= Beginning of Section =

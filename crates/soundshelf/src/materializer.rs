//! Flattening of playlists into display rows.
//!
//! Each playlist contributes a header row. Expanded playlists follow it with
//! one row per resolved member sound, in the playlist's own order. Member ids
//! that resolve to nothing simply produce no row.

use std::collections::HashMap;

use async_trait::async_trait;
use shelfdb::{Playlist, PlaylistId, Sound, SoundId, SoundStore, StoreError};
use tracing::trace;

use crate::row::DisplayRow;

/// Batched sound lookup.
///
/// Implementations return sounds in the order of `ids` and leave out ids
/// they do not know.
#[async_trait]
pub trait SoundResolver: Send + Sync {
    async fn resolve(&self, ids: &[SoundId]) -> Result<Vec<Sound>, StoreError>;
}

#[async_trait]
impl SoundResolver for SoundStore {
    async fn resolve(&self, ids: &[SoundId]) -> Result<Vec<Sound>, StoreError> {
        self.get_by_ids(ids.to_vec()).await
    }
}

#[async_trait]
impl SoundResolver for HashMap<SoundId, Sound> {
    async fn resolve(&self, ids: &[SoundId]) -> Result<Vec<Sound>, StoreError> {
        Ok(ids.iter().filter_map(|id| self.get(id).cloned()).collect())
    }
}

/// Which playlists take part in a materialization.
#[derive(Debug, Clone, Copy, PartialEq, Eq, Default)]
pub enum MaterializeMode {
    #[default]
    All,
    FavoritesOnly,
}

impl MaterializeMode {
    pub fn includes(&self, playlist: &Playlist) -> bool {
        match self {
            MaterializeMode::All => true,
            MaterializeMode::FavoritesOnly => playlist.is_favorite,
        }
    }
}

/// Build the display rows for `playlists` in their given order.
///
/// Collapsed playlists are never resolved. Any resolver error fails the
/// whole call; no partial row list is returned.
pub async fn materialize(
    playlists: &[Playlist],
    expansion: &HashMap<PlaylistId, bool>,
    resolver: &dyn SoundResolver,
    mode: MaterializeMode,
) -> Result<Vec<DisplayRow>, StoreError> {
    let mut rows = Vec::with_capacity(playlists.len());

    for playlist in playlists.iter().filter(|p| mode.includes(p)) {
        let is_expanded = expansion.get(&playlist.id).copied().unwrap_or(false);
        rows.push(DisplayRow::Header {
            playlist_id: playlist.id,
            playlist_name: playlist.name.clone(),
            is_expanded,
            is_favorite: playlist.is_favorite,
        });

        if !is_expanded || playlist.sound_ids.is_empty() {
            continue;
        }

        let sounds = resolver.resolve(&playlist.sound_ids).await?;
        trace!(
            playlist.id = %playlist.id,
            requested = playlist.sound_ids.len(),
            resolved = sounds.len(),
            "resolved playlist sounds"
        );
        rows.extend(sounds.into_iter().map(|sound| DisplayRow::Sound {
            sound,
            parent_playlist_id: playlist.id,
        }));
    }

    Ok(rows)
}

= End of Section =
= Beginning of Section =

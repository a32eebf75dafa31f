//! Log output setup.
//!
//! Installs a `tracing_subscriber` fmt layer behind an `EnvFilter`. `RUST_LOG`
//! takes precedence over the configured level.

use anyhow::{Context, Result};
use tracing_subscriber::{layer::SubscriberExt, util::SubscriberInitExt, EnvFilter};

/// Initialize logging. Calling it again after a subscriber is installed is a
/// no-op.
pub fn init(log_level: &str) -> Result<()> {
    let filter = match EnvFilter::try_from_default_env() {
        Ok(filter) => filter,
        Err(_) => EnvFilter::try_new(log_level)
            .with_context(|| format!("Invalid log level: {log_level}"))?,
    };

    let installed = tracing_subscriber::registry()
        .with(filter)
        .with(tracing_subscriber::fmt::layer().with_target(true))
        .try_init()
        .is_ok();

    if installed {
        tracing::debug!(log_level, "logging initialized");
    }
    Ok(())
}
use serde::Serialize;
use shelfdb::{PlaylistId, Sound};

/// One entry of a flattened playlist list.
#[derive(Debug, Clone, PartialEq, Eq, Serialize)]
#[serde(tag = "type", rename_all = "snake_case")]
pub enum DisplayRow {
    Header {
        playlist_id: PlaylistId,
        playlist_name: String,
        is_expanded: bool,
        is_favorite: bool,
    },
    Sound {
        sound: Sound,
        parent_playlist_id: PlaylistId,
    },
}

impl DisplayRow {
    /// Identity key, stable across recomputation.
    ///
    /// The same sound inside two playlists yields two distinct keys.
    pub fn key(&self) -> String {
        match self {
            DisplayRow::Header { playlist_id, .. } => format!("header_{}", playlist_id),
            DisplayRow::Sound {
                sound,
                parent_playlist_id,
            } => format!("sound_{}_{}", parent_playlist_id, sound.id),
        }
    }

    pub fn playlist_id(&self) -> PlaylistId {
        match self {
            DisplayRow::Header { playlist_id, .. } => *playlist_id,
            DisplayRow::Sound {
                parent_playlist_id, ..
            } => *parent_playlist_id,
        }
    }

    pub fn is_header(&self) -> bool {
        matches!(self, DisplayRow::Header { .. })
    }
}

= End of Section =
= Beginning of Section =

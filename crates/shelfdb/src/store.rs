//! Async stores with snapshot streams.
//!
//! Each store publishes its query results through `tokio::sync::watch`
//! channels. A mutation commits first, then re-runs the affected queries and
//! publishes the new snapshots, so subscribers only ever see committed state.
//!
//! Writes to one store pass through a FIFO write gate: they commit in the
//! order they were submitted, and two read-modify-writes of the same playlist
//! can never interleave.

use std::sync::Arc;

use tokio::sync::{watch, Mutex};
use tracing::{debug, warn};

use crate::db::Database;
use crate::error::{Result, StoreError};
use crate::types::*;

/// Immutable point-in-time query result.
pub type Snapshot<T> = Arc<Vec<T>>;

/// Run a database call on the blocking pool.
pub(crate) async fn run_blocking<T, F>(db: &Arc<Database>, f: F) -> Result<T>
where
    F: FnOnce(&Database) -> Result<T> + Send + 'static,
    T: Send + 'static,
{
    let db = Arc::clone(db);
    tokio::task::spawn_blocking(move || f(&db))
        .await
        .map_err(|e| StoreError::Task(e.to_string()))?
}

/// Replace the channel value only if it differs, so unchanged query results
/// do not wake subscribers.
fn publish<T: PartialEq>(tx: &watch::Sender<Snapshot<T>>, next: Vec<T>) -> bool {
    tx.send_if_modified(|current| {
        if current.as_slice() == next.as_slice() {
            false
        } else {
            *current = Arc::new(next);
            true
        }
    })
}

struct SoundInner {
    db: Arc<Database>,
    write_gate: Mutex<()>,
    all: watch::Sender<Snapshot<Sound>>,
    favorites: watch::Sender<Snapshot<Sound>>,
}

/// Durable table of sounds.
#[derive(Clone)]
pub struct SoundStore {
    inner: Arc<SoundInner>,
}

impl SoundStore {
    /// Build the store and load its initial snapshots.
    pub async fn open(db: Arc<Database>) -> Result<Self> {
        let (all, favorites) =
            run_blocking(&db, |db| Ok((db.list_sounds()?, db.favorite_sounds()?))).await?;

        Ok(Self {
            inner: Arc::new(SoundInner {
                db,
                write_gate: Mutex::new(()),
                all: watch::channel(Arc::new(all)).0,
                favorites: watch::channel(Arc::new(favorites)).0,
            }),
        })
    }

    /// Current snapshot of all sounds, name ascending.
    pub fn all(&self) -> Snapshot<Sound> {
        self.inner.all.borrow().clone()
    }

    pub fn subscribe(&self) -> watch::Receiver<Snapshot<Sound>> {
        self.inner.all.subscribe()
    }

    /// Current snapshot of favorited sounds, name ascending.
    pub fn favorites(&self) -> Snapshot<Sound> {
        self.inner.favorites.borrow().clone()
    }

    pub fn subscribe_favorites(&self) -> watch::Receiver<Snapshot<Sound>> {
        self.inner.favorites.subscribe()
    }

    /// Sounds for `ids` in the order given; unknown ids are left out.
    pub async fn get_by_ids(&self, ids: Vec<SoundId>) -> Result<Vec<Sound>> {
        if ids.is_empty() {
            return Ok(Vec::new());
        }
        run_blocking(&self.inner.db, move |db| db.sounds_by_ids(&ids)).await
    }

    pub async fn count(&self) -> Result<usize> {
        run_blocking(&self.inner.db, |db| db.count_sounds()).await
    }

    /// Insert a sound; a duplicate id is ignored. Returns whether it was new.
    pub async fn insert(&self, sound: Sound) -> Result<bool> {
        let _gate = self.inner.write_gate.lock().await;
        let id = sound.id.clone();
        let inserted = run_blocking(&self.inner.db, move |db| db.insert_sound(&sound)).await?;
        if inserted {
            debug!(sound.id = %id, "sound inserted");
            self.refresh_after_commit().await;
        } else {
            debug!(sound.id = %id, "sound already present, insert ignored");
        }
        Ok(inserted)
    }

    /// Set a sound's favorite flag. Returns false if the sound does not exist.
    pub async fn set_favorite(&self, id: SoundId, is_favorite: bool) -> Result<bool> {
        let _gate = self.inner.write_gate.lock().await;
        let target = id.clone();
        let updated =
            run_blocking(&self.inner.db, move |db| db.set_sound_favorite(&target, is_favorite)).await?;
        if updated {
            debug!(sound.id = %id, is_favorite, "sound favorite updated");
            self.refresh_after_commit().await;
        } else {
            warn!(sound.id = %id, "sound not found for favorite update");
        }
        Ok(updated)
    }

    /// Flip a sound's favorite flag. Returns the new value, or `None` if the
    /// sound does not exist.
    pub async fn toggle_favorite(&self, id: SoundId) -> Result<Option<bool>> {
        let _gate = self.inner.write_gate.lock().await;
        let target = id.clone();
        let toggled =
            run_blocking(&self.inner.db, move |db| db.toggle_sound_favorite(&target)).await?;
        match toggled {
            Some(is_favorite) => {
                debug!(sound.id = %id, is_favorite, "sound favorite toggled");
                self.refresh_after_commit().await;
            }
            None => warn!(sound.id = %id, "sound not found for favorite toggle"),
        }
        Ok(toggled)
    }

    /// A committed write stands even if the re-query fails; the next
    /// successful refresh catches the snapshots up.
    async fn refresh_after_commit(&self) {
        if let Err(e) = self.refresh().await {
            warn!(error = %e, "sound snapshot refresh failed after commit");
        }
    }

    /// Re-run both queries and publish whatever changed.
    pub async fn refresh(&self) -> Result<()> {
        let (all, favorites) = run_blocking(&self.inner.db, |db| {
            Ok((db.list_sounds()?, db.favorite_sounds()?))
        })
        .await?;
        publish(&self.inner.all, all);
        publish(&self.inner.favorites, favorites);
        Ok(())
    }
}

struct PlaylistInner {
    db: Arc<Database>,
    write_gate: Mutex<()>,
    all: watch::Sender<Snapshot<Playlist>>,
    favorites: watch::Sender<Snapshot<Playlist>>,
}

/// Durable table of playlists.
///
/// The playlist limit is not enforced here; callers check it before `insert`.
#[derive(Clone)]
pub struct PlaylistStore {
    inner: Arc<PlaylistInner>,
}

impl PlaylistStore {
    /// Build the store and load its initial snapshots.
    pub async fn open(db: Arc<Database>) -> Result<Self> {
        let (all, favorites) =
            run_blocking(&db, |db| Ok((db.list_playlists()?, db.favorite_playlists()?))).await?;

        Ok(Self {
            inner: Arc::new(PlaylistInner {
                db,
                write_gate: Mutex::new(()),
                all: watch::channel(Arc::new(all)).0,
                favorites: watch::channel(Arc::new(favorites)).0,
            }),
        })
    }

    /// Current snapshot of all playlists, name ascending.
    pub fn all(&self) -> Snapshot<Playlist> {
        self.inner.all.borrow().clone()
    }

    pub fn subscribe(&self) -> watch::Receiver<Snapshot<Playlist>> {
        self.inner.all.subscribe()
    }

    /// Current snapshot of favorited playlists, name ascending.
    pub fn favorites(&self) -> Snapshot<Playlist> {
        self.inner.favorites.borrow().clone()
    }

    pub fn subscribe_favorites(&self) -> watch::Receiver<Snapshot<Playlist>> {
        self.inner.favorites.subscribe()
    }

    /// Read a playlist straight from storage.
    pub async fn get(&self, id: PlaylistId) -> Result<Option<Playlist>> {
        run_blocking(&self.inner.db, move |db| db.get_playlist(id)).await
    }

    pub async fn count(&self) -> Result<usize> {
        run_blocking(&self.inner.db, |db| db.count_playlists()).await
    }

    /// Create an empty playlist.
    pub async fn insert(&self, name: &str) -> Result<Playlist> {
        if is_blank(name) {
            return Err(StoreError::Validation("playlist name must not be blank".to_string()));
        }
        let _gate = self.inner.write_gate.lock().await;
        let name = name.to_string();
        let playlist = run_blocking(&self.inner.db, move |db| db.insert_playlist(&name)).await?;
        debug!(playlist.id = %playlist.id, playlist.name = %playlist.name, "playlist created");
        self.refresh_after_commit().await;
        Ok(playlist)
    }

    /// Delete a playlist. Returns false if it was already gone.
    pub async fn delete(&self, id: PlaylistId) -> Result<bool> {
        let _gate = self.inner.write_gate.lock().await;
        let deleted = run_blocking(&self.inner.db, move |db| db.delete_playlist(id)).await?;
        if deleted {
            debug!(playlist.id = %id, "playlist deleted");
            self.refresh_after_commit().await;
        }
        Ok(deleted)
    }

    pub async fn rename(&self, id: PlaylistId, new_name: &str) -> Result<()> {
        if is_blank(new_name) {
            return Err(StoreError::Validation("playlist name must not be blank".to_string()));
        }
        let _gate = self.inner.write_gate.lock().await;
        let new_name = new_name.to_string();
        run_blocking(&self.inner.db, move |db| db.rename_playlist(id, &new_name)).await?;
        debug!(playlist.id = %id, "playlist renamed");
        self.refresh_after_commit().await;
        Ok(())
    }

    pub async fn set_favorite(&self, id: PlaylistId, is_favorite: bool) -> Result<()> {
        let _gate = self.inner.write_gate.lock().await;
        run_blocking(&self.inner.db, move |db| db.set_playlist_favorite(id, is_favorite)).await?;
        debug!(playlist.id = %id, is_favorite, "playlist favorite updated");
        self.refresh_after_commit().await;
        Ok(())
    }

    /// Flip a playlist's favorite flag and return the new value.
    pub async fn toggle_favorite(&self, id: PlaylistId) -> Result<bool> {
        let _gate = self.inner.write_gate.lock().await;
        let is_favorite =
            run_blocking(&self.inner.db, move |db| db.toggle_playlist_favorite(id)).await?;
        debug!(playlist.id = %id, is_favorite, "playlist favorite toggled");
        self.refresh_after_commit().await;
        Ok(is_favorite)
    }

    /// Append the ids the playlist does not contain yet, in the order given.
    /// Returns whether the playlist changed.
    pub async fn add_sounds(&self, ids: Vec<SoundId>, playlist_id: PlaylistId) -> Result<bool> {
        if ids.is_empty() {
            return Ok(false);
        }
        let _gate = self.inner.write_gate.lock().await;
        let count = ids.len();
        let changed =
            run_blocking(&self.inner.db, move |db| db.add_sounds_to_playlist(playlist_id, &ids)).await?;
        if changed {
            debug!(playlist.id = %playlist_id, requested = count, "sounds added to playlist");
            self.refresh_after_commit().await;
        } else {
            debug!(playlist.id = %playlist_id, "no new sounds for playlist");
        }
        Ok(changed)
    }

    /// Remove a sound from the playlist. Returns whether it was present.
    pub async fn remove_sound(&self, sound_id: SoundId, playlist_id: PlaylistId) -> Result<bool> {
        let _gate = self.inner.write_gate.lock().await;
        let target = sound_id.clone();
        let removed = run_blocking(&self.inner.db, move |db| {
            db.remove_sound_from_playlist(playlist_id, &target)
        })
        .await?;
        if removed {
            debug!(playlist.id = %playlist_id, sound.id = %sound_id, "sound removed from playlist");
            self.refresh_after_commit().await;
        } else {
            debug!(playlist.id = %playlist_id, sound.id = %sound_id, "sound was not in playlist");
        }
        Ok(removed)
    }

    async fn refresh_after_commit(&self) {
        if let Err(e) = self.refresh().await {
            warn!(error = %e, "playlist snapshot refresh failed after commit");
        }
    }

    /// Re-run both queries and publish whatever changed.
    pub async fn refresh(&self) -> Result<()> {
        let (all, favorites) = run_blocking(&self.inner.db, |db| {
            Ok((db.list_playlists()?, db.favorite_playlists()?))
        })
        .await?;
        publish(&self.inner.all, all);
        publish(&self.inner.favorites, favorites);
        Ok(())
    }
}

= End of Section =

Task goal:
Find each line of the data above that holds the word "Option", then copy it.

Exercise result:
    pub async fn toggle_favorite(&self, id: SoundId) -> Result<Option<bool>> {
    pub async fn get(&self, id: PlaylistId) -> Result<Option<Playlist>> {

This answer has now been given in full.